When I finish, I lie down on the lawn. Muddy water seeps through my jeans and sweater, but it doesn’t matter. I squint into the sky, watch clouds floating in from the north. My eyes close and I fall asleep, the spade in my hands.
In my grandfather’s old cigarette tin full of photographs, I find one in which my grandmother is standing beside a low bush covered in snow in their front yard. She is wearing a scarf over her hair and a thick, light-coloured coat. She has taken off her glasses for this picture and is smiling shyly, coyly at the person behind the camera. The date is January 1957.

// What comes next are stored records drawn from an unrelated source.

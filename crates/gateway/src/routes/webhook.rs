//! Webhook endpoint controller
//!
//! Single `POST /webhook` entry point. The body arrives as raw `Bytes` so
//! signature verification runs on the wire bytes before anything parses
//! them. Verification and parse failures are the sender's problem and map
//! to 401/400. CRM failures are ours and never change the response: once a
//! delivery is verified and recorded, Shopify gets its 200 so it does not
//! retry-storm the endpoint over a downstream outage.

use axum::body::Bytes;
use axum::extract::State;
use axum::http::{HeaderMap, StatusCode};
use axum::response::{IntoResponse, Response};
use axum::Json;
use serde_json::{json, Value};

use shopbridge_crm::SyncOutcome;
use shopbridge_shared::{
    AuditCategory, AuditRecord, AuditStatus, OrderEvent, Topic,
};

use crate::state::AppState;
use crate::verify;

/// Headers Shopify attaches to every delivery
struct DeliveryHeaders {
    topic: Option<String>,
    shop: Option<String>,
    signature: Option<String>,
    webhook_id: Option<String>,
}

impl DeliveryHeaders {
    fn read(headers: &HeaderMap) -> Self {
        let get = |name: &str| {
            headers
                .get(name)
                .and_then(|v| v.to_str().ok())
                .map(str::to_string)
        };
        Self {
            topic: get("X-Shopify-Topic"),
            shop: get("X-Shopify-Shop-Domain"),
            signature: get("X-Shopify-Hmac-Sha256"),
            webhook_id: get("X-Shopify-Webhook-Id"),
        }
    }
}

pub async fn handle_webhook(
    State(state): State<AppState>,
    headers: HeaderMap,
    body: Bytes,
) -> Response {
    let delivery = DeliveryHeaders::read(&headers);

    match process_delivery(&state, &delivery, &body).await {
        Ok(response) => response,
        Err(e) => {
            tracing::error!(error = %e, webhook_id = ?delivery.webhook_id, "webhook handler failed");
            state.audit.record(webhook_record(
                &delivery,
                AuditStatus::Error,
                format!("unexpected handler error: {e:#}"),
            ));
            (
                StatusCode::INTERNAL_SERVER_ERROR,
                Json(json!({ "error": e.to_string() })),
            )
                .into_response()
        }
    }
}

async fn process_delivery(
    state: &AppState,
    delivery: &DeliveryHeaders,
    body: &Bytes,
) -> anyhow::Result<Response> {
    // Gate: constant-time HMAC check over the raw body
    if let Err(rejection) =
        verify::check_signature(body, delivery.signature.as_deref(), &state.shopify_api_secret)
    {
        tracing::warn!(
            reason = %rejection,
            webhook_id = ?delivery.webhook_id,
            shop = ?delivery.shop,
            "webhook signature rejected"
        );
        state.audit.record(webhook_record(
            delivery,
            AuditStatus::Error,
            format!("invalid HMAC signature: {rejection}"),
        ));
        return Ok((
            StatusCode::UNAUTHORIZED,
            Json(json!({ "error": "invalid HMAC signature" })),
        )
            .into_response());
    }

    let data: Value = match serde_json::from_slice(body) {
        Ok(data) => data,
        Err(e) => {
            state.audit.record(webhook_record(
                delivery,
                AuditStatus::Error,
                format!("body parse failed: {e}"),
            ));
            return Ok((
                StatusCode::BAD_REQUEST,
                Json(json!({ "error": "malformed JSON body" })),
            )
                .into_response());
        }
    };

    let order_id = order_id_of(&data);
    tracing::info!(
        topic = ?delivery.topic,
        shop = ?delivery.shop,
        order_id = ?order_id,
        webhook_id = ?delivery.webhook_id,
        "webhook received"
    );

    let mut receipt = webhook_record(delivery, AuditStatus::Success, "webhook received");
    if let Some(id) = &order_id {
        receipt = receipt.with_order_id(id);
    }
    state.audit.record(receipt);

    let topic = delivery.topic.as_deref().and_then(|t| t.parse::<Topic>().ok());
    if topic == Some(Topic::OrdersCreate) {
        // Dedup applies only to deliveries that would synchronize, and an id
        // counts as seen only once its sync succeeded, so a failed sync gets
        // retried on redelivery.
        if let Some(webhook_id) = &delivery.webhook_id {
            if state.tracker.seen_before(webhook_id) {
                state.audit.record(webhook_record(
                    delivery,
                    AuditStatus::Success,
                    "duplicate delivery, synchronization skipped",
                ));
                return Ok(acknowledged());
            }
        }

        let mut outcome_record = match synchronize(state, &data).await {
            Ok(outcome) => {
                if let Some(webhook_id) = &delivery.webhook_id {
                    state.tracker.mark_seen(webhook_id);
                }
                AuditRecord::new(
                    AuditCategory::Crm,
                    AuditStatus::Success,
                    format!(
                        "contact {} and sales order {} created",
                        outcome.contact_id, outcome.sales_order_id
                    ),
                )
            }
            Err(details) => {
                tracing::error!(details = %details, order_id = ?order_id, "CRM synchronization failed");
                AuditRecord::new(AuditCategory::Crm, AuditStatus::Error, details)
            }
        };
        if let Some(id) = &order_id {
            outcome_record = outcome_record.with_order_id(id);
        }
        if let Some(webhook_id) = &delivery.webhook_id {
            outcome_record = outcome_record.with_webhook_id(webhook_id);
        }
        state.audit.record(outcome_record);
    }

    Ok(acknowledged())
}

/// Full synchronization attempt: deserialize, authenticate, create. Returns
/// the audit detail line on failure; failures here never surface to the
/// sender.
async fn synchronize(state: &AppState, data: &Value) -> Result<SyncOutcome, String> {
    let event: OrderEvent = serde_json::from_value(data.clone())
        .map_err(|e| format!("order payload did not deserialize: {e}"))?;

    let session = state
        .crm
        .authenticate()
        .await
        .map_err(|e| format!("CRM authentication failed: {e}"))?;

    state.crm.sync_order(&session, &event).await.map_err(|e| {
        if e.created_contact_id().is_some() {
            format!("partial synchronization: {e}")
        } else {
            format!("CRM synchronization failed: {e}")
        }
    })
}

fn acknowledged() -> Response {
    (StatusCode::OK, "webhook processed").into_response()
}

fn webhook_record(
    delivery: &DeliveryHeaders,
    status: AuditStatus,
    details: impl Into<String>,
) -> AuditRecord {
    let mut record = AuditRecord::new(AuditCategory::Webhook, status, details);
    if let Some(topic) = &delivery.topic {
        record = record.with_topic(topic);
    }
    if let Some(shop) = &delivery.shop {
        record = record.with_shop(shop);
    }
    if let Some(webhook_id) = &delivery.webhook_id {
        record = record.with_webhook_id(webhook_id);
    }
    record
}

/// Shopify order ids are numeric, but tolerate strings too
fn order_id_of(data: &Value) -> Option<String> {
    match data.get("id")? {
        Value::Number(n) => Some(n.to_string()),
        Value::String(s) => Some(s.clone()),
        _ => None,
    }
}
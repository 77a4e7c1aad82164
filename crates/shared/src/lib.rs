// Shared crate clippy configuration
#![cfg_attr(test, allow(clippy::unwrap_used))]
#![cfg_attr(test, allow(clippy::expect_used))]

//! Shopbridge shared building blocks
//!
//! Types used by every shopbridge binary: the append-only audit log and the
//! Shopify domain types (webhook topics, order payloads).

pub mod audit;
pub mod shopify;

// Audit
pub use audit::{AuditCategory, AuditLog, AuditRecord, AuditStatus, MemorySink};

// Shopify
pub use shopify::{Address, Customer, LineItem, OrderEvent, Topic, UnknownTopic};
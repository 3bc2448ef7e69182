pub mod admission;
pub mod error;
pub mod registry;
pub mod settings;
pub mod state;
pub mod tls;

use std::net::SocketAddr;
use std::path::Path;
use std::sync::Arc;
use std::time::Duration;

use anyhow::{Context, Result};
use axum::routing::{get, post};
use axum::Router;
use axum_server::tls_rustls::RustlsConfig;
use tower::ServiceBuilder;
use tower_http::trace::TraceLayer;
use tracing::info;

use state::AppState;

/// Run the webhook HTTP(S) server until a shutdown signal arrives.
///
/// TLS is enabled when both certificate files exist at startup; the key pair
/// is then served through [`tls::CertReloader`] so external rotation of the
/// files takes effect without a restart. Otherwise the server runs plain
/// HTTP (useful behind a TLS-terminating proxy or in local development).
pub async fn run_server(settings: settings::Settings) -> Result<()> {
    let state = AppState::new(&settings);
    info!(
        cache = state.catalog.cache_hostname(),
        "registry catalog initialized"
    );

    let app = Router::new()
        .route("/", get(root_banner))
        .route("/health", get(health_check))
        .route("/version", get(version_info))
        .route("/mutate", post(admission::handle_mutate))
        .with_state(state)
        .layer(ServiceBuilder::new().layer(TraceLayer::new_for_http()));

    let addr: SocketAddr = format!("{}:{}", settings.server.host, settings.server.port)
        .parse()
        .context("invalid server host/port")?;

    let cert_path = Path::new(&settings.tls.cert_path);
    let key_path = Path::new(&settings.tls.key_path);
    if !cert_path.exists() || !key_path.exists() {
        info!("TLS key pair not found, starting server without TLS");
        let listener = tokio::net::TcpListener::bind(addr).await?;
        info!("HTTP server listening on http://{}", addr);
        axum::serve(listener, app)
            .with_graceful_shutdown(shutdown_signal())
            .await?;
        info!("HTTP server shutdown complete");
        return Ok(());
    }

    // Install default CryptoProvider for rustls
    rustls::crypto::ring::default_provider().install_default().ok();

    let reloader = Arc::new(tls::CertReloader::new(cert_path, key_path));
    let mut tls_config = rustls::ServerConfig::builder()
        .with_no_client_auth()
        .with_cert_resolver(reloader);
    tls_config.alpn_protocols = vec![b"h2".to_vec(), b"http/1.1".to_vec()];

    let handle = axum_server::Handle::new();
    tokio::spawn({
        let handle = handle.clone();
        async move {
            shutdown_signal().await;
            handle.graceful_shutdown(Some(Duration::from_secs(10)));
        }
    });

    info!(
        "HTTPS server listening on https://{} with dynamic TLS reloading",
        addr
    );
    axum_server::bind_rustls(addr, RustlsConfig::from_config(Arc::new(tls_config)))
        .handle(handle)
        .serve(app.into_make_service())
        .await?;
    info!("HTTPS server shutdown complete");

    Ok(())
}

async fn root_banner() -> &'static str {
    "ECR pull-through webhook"
}

async fn health_check() -> &'static str {
    "OK"
}

async fn version_info() -> axum::Json<serde_json::Value> {
    axum::Json(serde_json::json!({
        "version": env!("CARGO_PKG_VERSION"),
        "repository": env!("CARGO_PKG_REPOSITORY"),
    }))
}

/// Wait for a shutdown signal (SIGTERM or SIGINT)
async fn shutdown_signal() {
    use tokio::signal;

    let ctrl_c = async {
        signal::ctrl_c()
            .await
            .expect("failed to install Ctrl+C handler");
    };

    #[cfg(unix)]
    let terminate = async {
        signal::unix::signal(signal::unix::SignalKind::terminate())
            .expect("failed to install SIGTERM handler")
            .recv()
            .await;
    };

    #[cfg(not(unix))]
    let terminate = std::future::pending::<()>();

    tokio::select! {
        _ = ctrl_c => {
            info!("Received SIGINT (Ctrl+C), shutting down gracefully");
        },
        _ = terminate => {
            info!("Received SIGTERM, shutting down gracefully");
        },
    }
}
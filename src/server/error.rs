use axum::{
    http::StatusCode,
    response::{IntoResponse, Response},
};

use crate::server::admission::MutateError;

/// Server error type that provides automatic logging and plain-text error
/// responses.
///
/// Server errors (5xx) are logged with their full error chain when converted
/// to an HTTP response; the client only receives the user-facing message as
/// the response body.
#[derive(Debug)]
pub struct ServerError {
    /// HTTP status code to return
    pub status: StatusCode,
    /// User-facing error message (returned in response body)
    pub message: String,
    /// Internal error with full chain (logged but not exposed to client)
    pub source: Option<anyhow::Error>,
}

impl ServerError {
    /// Create an error from an anyhow::Error with full error chain
    pub fn from_anyhow(
        source: anyhow::Error,
        status: StatusCode,
        message: impl Into<String>,
    ) -> Self {
        Self {
            status,
            message: message.into(),
            source: Some(source),
        }
    }

    /// Create a 500 Internal Server Error from an anyhow::Error
    pub fn internal_anyhow(source: anyhow::Error, message: impl Into<String>) -> Self {
        Self::from_anyhow(source, StatusCode::INTERNAL_SERVER_ERROR, message)
    }
}

impl IntoResponse for ServerError {
    fn into_response(self) -> Response {
        if self.status.is_server_error() {
            if let Some(source) = &self.source {
                tracing::error!(
                    status = self.status.as_u16(),
                    message = %self.message,
                    error = ?source,
                    "Server error"
                );
            } else {
                tracing::error!(
                    status = self.status.as_u16(),
                    message = %self.message,
                    "Server error"
                );
            }
        }

        (self.status, self.message).into_response()
    }
}

impl From<anyhow::Error> for ServerError {
    fn from(err: anyhow::Error) -> Self {
        Self::internal_anyhow(err, "Internal server error")
    }
}

impl From<MutateError> for ServerError {
    fn from(err: MutateError) -> Self {
        let message = err.to_string();
        Self::internal_anyhow(err.into(), message)
    }
}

My grandfather, looking through his camera (and at the photo itself, years later, perhaps every day, perhaps to help him forget the loneliness of living in a bedroom in a house full of people who never wanted him in the first place), saw the same thing I am seeing: a middle-aged woman who has become vain in his presence, who has, suddenly, it seems, begun to care about the curl of her hair and the proportions of her smile.
“Perhaps,” she might have said, “I love you after all.”
In later pictures, they are always close together, shoulders and hands touching, their bodies finally, I think, talking. “We are no longer beautiful,” she might be saying, “but we are something else in a different place now, and it is better.”